Input data:

○ ○ ○

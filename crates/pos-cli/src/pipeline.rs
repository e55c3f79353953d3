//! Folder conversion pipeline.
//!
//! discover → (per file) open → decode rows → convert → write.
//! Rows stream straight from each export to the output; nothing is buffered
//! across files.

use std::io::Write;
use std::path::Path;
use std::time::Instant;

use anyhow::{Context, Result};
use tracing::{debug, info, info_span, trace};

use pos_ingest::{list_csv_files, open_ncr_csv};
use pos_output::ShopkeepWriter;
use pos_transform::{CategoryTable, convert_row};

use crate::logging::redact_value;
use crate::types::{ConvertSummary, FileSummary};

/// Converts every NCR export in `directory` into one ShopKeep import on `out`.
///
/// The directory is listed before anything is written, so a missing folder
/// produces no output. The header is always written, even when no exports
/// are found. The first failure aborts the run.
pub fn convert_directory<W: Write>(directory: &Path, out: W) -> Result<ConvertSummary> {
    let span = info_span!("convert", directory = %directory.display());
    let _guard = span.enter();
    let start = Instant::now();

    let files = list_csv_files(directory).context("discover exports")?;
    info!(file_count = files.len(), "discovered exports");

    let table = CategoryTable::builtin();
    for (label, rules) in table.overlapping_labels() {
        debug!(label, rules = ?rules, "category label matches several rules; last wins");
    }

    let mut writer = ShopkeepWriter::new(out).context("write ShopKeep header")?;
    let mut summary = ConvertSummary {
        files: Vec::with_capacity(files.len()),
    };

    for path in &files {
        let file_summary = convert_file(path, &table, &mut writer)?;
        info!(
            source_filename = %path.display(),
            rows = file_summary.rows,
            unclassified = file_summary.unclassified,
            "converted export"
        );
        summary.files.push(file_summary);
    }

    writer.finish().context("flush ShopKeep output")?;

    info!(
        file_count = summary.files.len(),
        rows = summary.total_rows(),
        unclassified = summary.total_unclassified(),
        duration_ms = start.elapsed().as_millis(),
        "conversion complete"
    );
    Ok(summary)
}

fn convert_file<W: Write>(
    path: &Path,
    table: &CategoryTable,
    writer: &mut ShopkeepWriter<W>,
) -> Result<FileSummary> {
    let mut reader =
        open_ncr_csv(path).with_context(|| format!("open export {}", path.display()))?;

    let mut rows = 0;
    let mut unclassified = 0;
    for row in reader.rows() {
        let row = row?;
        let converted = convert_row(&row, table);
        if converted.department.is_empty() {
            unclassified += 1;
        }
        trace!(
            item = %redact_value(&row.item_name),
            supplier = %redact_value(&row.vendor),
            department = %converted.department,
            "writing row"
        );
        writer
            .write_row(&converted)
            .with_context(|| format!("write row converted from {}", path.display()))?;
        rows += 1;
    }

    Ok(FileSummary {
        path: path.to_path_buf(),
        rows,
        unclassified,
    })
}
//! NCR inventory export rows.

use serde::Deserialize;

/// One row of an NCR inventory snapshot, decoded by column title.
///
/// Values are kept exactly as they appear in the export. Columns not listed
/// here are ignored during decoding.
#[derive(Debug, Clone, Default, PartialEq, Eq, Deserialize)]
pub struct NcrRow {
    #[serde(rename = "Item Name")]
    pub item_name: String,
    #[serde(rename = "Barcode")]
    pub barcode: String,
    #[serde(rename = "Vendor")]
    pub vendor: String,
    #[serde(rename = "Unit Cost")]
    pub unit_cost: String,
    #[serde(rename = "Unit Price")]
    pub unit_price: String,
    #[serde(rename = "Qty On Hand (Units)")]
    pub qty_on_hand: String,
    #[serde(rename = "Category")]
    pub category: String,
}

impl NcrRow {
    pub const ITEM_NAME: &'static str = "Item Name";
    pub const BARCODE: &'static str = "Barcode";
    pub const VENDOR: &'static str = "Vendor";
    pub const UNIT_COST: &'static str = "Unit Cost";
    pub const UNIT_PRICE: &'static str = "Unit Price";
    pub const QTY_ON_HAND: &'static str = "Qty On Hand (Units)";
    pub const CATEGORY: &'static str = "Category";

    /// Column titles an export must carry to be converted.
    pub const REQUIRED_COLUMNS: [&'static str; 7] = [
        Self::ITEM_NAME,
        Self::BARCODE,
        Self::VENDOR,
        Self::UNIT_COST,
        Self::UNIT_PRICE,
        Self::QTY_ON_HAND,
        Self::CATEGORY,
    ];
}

○ ○ ○

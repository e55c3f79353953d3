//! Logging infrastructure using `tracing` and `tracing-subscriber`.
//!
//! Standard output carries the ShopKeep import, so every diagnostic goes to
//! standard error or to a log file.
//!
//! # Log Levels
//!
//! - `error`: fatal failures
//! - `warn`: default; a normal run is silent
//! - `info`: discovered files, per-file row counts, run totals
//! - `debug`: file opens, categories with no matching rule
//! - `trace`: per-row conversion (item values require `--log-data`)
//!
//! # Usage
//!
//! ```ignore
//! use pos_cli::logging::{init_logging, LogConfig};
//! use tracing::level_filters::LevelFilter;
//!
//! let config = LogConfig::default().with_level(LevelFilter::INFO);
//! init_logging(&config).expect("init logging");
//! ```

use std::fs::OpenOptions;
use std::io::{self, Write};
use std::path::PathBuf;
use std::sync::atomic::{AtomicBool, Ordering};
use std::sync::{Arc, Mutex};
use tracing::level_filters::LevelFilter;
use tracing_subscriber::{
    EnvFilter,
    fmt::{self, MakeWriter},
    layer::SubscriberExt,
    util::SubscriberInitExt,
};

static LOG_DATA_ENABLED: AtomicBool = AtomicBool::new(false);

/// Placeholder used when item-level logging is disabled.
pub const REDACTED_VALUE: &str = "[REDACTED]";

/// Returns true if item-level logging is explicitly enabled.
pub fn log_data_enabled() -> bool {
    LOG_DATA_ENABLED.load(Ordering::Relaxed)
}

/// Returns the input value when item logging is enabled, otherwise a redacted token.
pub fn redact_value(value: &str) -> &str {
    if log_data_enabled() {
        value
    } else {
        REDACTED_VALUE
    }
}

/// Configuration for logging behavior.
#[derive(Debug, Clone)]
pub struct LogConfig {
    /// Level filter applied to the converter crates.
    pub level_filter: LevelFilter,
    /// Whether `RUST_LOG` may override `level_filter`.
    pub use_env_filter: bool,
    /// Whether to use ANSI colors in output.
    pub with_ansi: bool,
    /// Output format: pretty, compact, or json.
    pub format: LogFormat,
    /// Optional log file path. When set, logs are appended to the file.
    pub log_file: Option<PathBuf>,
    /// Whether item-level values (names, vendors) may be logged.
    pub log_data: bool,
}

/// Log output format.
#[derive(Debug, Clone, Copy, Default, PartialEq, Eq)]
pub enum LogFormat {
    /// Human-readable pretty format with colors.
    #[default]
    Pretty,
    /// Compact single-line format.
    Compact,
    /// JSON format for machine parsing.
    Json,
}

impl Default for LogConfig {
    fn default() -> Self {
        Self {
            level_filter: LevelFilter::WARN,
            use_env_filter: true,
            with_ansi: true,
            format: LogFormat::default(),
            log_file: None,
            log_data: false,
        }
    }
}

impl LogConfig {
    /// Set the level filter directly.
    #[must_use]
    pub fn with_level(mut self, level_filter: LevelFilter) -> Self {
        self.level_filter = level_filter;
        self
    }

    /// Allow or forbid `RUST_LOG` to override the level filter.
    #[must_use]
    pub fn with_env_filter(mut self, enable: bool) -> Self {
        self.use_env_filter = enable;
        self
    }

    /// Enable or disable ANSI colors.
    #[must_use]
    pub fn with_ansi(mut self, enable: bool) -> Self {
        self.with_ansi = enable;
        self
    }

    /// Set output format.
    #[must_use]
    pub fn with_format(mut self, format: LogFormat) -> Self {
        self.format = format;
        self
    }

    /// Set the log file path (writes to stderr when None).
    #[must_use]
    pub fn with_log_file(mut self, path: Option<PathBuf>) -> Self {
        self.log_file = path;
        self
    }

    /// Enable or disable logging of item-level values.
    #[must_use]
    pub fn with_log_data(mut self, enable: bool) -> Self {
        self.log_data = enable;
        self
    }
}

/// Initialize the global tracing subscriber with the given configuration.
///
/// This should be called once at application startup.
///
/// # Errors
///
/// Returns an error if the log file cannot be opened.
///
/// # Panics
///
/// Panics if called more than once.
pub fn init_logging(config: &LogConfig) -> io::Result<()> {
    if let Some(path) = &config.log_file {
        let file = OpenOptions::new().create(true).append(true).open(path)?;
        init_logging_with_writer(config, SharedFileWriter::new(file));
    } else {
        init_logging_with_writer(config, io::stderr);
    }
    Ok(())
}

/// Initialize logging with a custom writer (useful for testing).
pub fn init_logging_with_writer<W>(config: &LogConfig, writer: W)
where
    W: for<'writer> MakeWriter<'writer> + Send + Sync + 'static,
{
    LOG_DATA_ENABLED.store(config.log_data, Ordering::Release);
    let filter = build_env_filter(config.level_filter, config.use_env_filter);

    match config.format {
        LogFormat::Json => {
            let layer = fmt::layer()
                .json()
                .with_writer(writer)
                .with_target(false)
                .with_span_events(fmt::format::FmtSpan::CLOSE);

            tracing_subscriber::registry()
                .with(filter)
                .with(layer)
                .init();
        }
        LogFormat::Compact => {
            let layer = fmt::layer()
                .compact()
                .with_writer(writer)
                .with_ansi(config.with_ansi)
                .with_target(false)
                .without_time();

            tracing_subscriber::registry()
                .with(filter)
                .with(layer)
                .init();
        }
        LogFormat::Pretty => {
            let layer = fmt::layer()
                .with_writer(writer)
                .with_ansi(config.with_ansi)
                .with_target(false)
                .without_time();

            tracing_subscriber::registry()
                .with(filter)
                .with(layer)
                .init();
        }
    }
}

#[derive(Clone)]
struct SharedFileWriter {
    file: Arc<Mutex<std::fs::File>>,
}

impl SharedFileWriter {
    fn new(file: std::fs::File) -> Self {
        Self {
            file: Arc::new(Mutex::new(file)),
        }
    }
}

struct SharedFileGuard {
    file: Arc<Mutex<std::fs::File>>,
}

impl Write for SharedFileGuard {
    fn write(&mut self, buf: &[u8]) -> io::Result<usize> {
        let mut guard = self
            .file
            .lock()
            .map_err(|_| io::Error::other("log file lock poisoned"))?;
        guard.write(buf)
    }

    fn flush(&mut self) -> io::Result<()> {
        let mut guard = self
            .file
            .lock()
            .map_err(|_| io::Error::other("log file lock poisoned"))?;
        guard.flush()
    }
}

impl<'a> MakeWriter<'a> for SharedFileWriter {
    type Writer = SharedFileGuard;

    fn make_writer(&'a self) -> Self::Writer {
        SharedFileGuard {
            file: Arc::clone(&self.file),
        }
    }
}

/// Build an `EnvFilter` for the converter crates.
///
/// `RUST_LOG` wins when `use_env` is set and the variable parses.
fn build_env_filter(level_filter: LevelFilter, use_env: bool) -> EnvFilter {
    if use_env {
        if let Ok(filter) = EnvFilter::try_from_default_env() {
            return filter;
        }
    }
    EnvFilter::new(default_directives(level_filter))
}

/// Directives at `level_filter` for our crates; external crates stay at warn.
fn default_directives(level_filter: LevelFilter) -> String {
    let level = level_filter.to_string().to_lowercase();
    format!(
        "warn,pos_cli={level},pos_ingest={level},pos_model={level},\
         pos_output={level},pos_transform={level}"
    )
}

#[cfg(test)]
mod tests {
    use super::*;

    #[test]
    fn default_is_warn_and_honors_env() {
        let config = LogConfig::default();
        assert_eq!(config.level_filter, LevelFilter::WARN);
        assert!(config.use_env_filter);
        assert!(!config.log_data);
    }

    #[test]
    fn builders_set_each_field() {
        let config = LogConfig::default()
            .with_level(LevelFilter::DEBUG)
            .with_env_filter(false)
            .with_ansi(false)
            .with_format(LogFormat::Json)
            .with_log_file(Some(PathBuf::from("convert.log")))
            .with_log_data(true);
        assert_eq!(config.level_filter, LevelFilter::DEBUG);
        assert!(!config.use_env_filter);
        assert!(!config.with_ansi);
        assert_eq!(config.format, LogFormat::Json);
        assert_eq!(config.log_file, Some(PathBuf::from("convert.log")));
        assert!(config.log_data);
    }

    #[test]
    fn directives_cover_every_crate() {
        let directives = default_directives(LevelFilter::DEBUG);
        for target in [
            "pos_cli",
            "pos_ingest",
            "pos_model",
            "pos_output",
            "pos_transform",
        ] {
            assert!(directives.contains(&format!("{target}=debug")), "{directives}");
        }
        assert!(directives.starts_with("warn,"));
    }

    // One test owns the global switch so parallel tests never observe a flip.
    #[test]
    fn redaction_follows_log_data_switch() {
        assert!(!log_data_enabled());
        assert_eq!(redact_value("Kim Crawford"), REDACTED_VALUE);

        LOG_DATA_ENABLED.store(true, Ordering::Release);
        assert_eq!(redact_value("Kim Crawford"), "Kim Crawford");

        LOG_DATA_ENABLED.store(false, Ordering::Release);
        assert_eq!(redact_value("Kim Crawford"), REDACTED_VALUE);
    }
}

○ ○ ○

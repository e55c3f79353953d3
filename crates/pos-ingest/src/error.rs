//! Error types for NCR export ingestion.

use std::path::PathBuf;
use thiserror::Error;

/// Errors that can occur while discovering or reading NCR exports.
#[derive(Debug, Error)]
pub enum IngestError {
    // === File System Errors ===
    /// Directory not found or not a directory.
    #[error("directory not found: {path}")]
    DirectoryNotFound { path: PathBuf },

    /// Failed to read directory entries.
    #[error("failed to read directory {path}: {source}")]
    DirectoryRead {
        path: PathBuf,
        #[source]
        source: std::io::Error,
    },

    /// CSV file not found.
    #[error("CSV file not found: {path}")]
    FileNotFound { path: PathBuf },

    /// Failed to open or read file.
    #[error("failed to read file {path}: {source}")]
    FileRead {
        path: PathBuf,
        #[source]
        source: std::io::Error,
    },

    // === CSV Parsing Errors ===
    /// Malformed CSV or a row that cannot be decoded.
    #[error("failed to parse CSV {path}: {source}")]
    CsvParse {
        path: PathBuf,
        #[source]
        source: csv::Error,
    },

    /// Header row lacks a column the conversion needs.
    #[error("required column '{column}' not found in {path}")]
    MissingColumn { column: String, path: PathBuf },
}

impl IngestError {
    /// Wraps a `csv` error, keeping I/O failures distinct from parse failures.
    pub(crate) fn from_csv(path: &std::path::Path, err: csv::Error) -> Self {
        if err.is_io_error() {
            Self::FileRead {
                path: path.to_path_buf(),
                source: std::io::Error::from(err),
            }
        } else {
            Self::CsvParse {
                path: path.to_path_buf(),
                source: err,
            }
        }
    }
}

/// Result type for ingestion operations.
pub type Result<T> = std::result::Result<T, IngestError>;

○ ○ ○

What to produce: Give the tally of lines in the listing above that contain the string "Initialize", with nothing besides it.

Task response: 2